Non è cambiato solo il mestiere, ma anche la città. “Di pari passo con le amministrazioni che si sono succedute, con l’innovazione tecnologica, la partecipazione del cittadino alla vita pubblica è aumentata, soprattutto attraverso i social. Ma è venuto meno il rapporto interpersonale. Davanti allo schermo si scrive di tutto, ma quando ci si incontra e ci si conosce, si smussano gli estremismi, le divisioni e le incomprensioni. Questa è la vera prevenzione, specie davanti a temi come l’integrazione, con gente che arriva da altrove e intendersi diventa più complesso”.
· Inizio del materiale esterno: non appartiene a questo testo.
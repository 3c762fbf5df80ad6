//! Reconstruction of the sample stream from the SIGMA's DRAM format.
//!
//! The device does not store one word per sample period. DRAM is organised
//! in 1024 byte lines of 64 clusters, and each cluster holds a 16 bit
//! timestamp followed by seven consecutive events. Between clusters the
//! inputs did not change, so the gap given by the timestamps is filled by
//! repeating the last sample of the previous cluster.

use crate::feed::{DataFeed, Packet};
use crate::register::LINE_SIZE;
use crate::samplerate::is_fast;
use crate::trigger::SigmaTrigger;

pub const EVENTS_PER_CLUSTER: usize = 7;
pub const CLUSTERS_PER_LINE: usize = 64;
pub const EVENTS_PER_LINE: usize = CLUSTERS_PER_LINE * EVENTS_PER_CLUSTER;
/// Timestamp plus seven two byte events.
pub const CLUSTER_SIZE: usize = 2 + 2 * EVENTS_PER_CLUSTER;

/// Logic packets never carry more samples than this.
const BATCH_SAMPLES: usize = 1024;

const UNITSIZE: usize = 2;

/// One cluster inside a DRAM line.
#[derive(Debug, Clone, Copy)]
pub struct DramCluster<'a> {
    bytes: &'a [u8; CLUSTER_SIZE],
}

impl<'a> DramCluster<'a> {
    pub fn new(bytes: &'a [u8; CLUSTER_SIZE]) -> Self {
        Self { bytes }
    }

    /// Cluster `index` of `line`, if the line is long enough to hold it.
    pub fn from_line(line: &'a [u8], index: usize) -> Option<Self> {
        let start = index * CLUSTER_SIZE;
        let bytes = line.get(start..start + CLUSTER_SIZE)?;
        bytes.try_into().ok().map(Self::new)
    }

    pub fn timestamp(&self) -> u16 {
        u16::from_le_bytes([self.bytes[0], self.bytes[1]])
    }

    pub fn sample(&self, event: usize) -> u16 {
        let i = 2 + 2 * event;
        u16::from_le_bytes([self.bytes[i], self.bytes[i + 1]])
    }

    pub fn samples(&self) -> [u16; EVENTS_PER_CLUSTER] {
        std::array::from_fn(|i| self.sample(i))
    }
}

/// Clusters needed to hold `events_in_line` events.
pub fn clusters_in_line(events_in_line: usize) -> usize {
    events_in_line.min(EVENTS_PER_LINE).div_ceil(EVENTS_PER_CLUSTER)
}

/// Events stored in cluster `cluster` of a line holding `events_in_line`.
/// Only the last cluster can be partial.
pub fn events_in_cluster(events_in_line: usize, cluster: usize) -> usize {
    let events_in_line = events_in_line.min(EVENTS_PER_LINE);
    let clusters = clusters_in_line(events_in_line);
    let rest = events_in_line % EVENTS_PER_CLUSTER;
    if cluster + 1 == clusters && rest != 0 {
        rest
    } else if cluster < clusters {
        EVENTS_PER_CLUSTER
    } else {
        0
    }
}

/// Find the exact trigger position within a cluster.
///
/// The hardware trigger fires a little early because of pipeline delay, so
/// the decoded samples are searched for the first one satisfying the
/// trigger condition relative to its predecessor. Without an exact match the
/// start of the cluster is used.
pub fn get_trigger_offset(samples: &[u16], last_sample: u16, trigger: &SigmaTrigger) -> usize {
    let mut previous = last_sample;
    for (i, &sample) in samples.iter().take(8).enumerate() {
        if trigger.matches(previous, sample) {
            return i;
        }
        previous = sample;
    }
    0
}

/// State carried from one cluster to the next.
#[derive(Debug, Clone, Copy, Default, PartialEq, Eq)]
pub struct DecodeState {
    pub lastts: u16,
    pub lastsample: u16,
}

#[derive(Debug)]
pub struct CaptureDecoder {
    state: DecodeState,
    trigger: SigmaTrigger,
    use_triggers: bool,
    samplerate: u64,
    batch: Vec<u8>,
}

impl CaptureDecoder {
    /// `use_triggers` controls whether trigger markers are emitted at all.
    pub fn new(trigger: SigmaTrigger, use_triggers: bool, samplerate: u64) -> Self {
        Self {
            state: DecodeState::default(),
            trigger,
            use_triggers,
            samplerate,
            batch: Vec::with_capacity(BATCH_SAMPLES * UNITSIZE),
        }
    }

    pub fn state(&self) -> DecodeState {
        self.state
    }

    /// Start a new download: continue from the first cluster's timestamp
    /// with an all-low previous sample.
    pub fn seed(&mut self, first_line: &[u8]) {
        let lastts = DramCluster::from_line(first_line, 0)
            .map(|c| c.timestamp())
            .unwrap_or(0);
        self.state = DecodeState {
            lastts,
            lastsample: 0,
        };
    }

    /// Decode one DRAM line.
    ///
    /// `trigger_event` is the event index within this line the hardware
    /// reported as trigger, if the trigger fired here.
    pub fn decode_line(
        &mut self,
        line: &[u8],
        events_in_line: usize,
        trigger_event: Option<u32>,
        feed: &mut dyn DataFeed,
    ) {
        #[cfg(feature = "cpu-profiling")]
        let _span = tracy_client::Client::running()
            .map(|client| client.span(tracy_client::span_location!("CaptureDecoder::decode_line"), 0));

        let clusters = clusters_in_line(events_in_line);
        let trigger_cluster = trigger_event
            .map(|ev| ev as usize)
            .filter(|&ev| ev < EVENTS_PER_LINE)
            .map(|ev| {
                let ev = if is_fast(self.samplerate) {
                    ev
                } else {
                    ev - ev.min(EVENTS_PER_CLUSTER - 1)
                };
                ev / EVENTS_PER_CLUSTER
            });

        for i in 0..clusters {
            let Some(cluster) = DramCluster::from_line(line, i) else {
                log::warn!(
                    "DRAM line truncated at {} of {} bytes, dropping {} clusters",
                    line.len(),
                    LINE_SIZE,
                    clusters - i
                );
                break;
            };
            let events = events_in_cluster(events_in_line, i);
            self.decode_cluster(&cluster, events, trigger_cluster == Some(i), feed);
        }
    }

    pub fn decode_cluster(
        &mut self,
        cluster: &DramCluster<'_>,
        events: usize,
        triggered: bool,
        feed: &mut dyn DataFeed,
    ) {
        let events = events.min(EVENTS_PER_CLUSTER);
        let ts = cluster.timestamp();
        let tsdiff = ts.wrapping_sub(self.state.lastts);
        self.state.lastts = ts;

        // A cluster covers EVENTS_PER_CLUSTER periods from its timestamp on,
        // anything beyond that since the previous cluster is unchanged input.
        let padding = usize::from(tsdiff).saturating_sub(EVENTS_PER_CLUSTER);
        self.pad(padding, feed);

        let decoded = cluster.samples();
        let samples = &decoded[..events];

        let mut offset = 0;
        if triggered {
            offset = get_trigger_offset(samples, self.state.lastsample, &self.trigger);
            if offset > 0 {
                self.emit(&samples[..offset], feed);
            }
            if self.use_triggers {
                feed.send(Packet::Trigger);
            }
        }
        if offset < samples.len() {
            self.emit(&samples[offset..], feed);
        }

        if let Some(&last) = samples.last() {
            self.state.lastsample = last;
        }
    }

    fn pad(&mut self, count: usize, feed: &mut dyn DataFeed) {
        let bytes = self.state.lastsample.to_le_bytes();
        let mut remaining = count;
        while remaining > 0 {
            let n = remaining.min(BATCH_SAMPLES);
            self.batch.clear();
            for _ in 0..n {
                self.batch.extend_from_slice(&bytes);
            }
            feed.send(Packet::Logic {
                data: &self.batch,
                unitsize: UNITSIZE,
            });
            remaining -= n;
        }
    }

    fn emit(&mut self, samples: &[u16], feed: &mut dyn DataFeed) {
        self.batch.clear();
        for s in samples {
            self.batch.extend_from_slice(&s.to_le_bytes());
        }
        feed.send(Packet::Logic {
            data: &self.batch,
            unitsize: UNITSIZE,
        });
    }
}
Con le armi della lealtà e della correttezza

Cambiamenti epocali che hanno chiesto una strategia di adattamento. “I rapporti interpersonali sono stati fondamentali. Mantenere la lealtà e la correttezza ha fatto sì che le persone sapessero di potersi fidare di chi avevano davanti, ed è molto importante”. Sono state più le cose che hai scritto o quelle che non hai scritto? “Ci sono state cose che non ho scritto, a volte, per non ferire, per non entrare troppo nel privato. Autocensure motivate dall’intento di non urtare la sensibilità di chi ho davanti. Io sono un giornalista così, la persona innanzitutto, che va tutelata laddove è possibile, specie anche nell’informazione”.

Bocca, Biagi, Montanelli

Ma un giornalista può davvero andare in pensione? “Non è facile per chi da sempre è a contatto con le persone e le notizie e gli accadimenti del tuo paese. Perché un giornalista è davvero tale quando porta le notizie, abilità che viene prima ancora del saper scrivere bene”. Notizie accurate, valutate, approfondite, mai approssimate, aggiunge, perché questo è ciò che permette di crescere. I punti di riferimenti? “Sono ancora oggi i modelli che avevo da ragazzo. L’impegno civile di Giorgio Bocca, la bonomìa di Enzo Biagi, l’immediatezza e l’ironia di Indro Montanelli”.

“Lo rifarei a occhi chiusi”

“Difficile consigliare questo mestiere a un giovane – conclude – perché ci sono problemi occupazionali, bisogna fare tutto velocemente non c’è tempo di approfondire, eppure questo mestiere mi ha reso felice e  mi ha dato tanto come persona e se tornassi indietro lo rifarei a occhi chiusi”.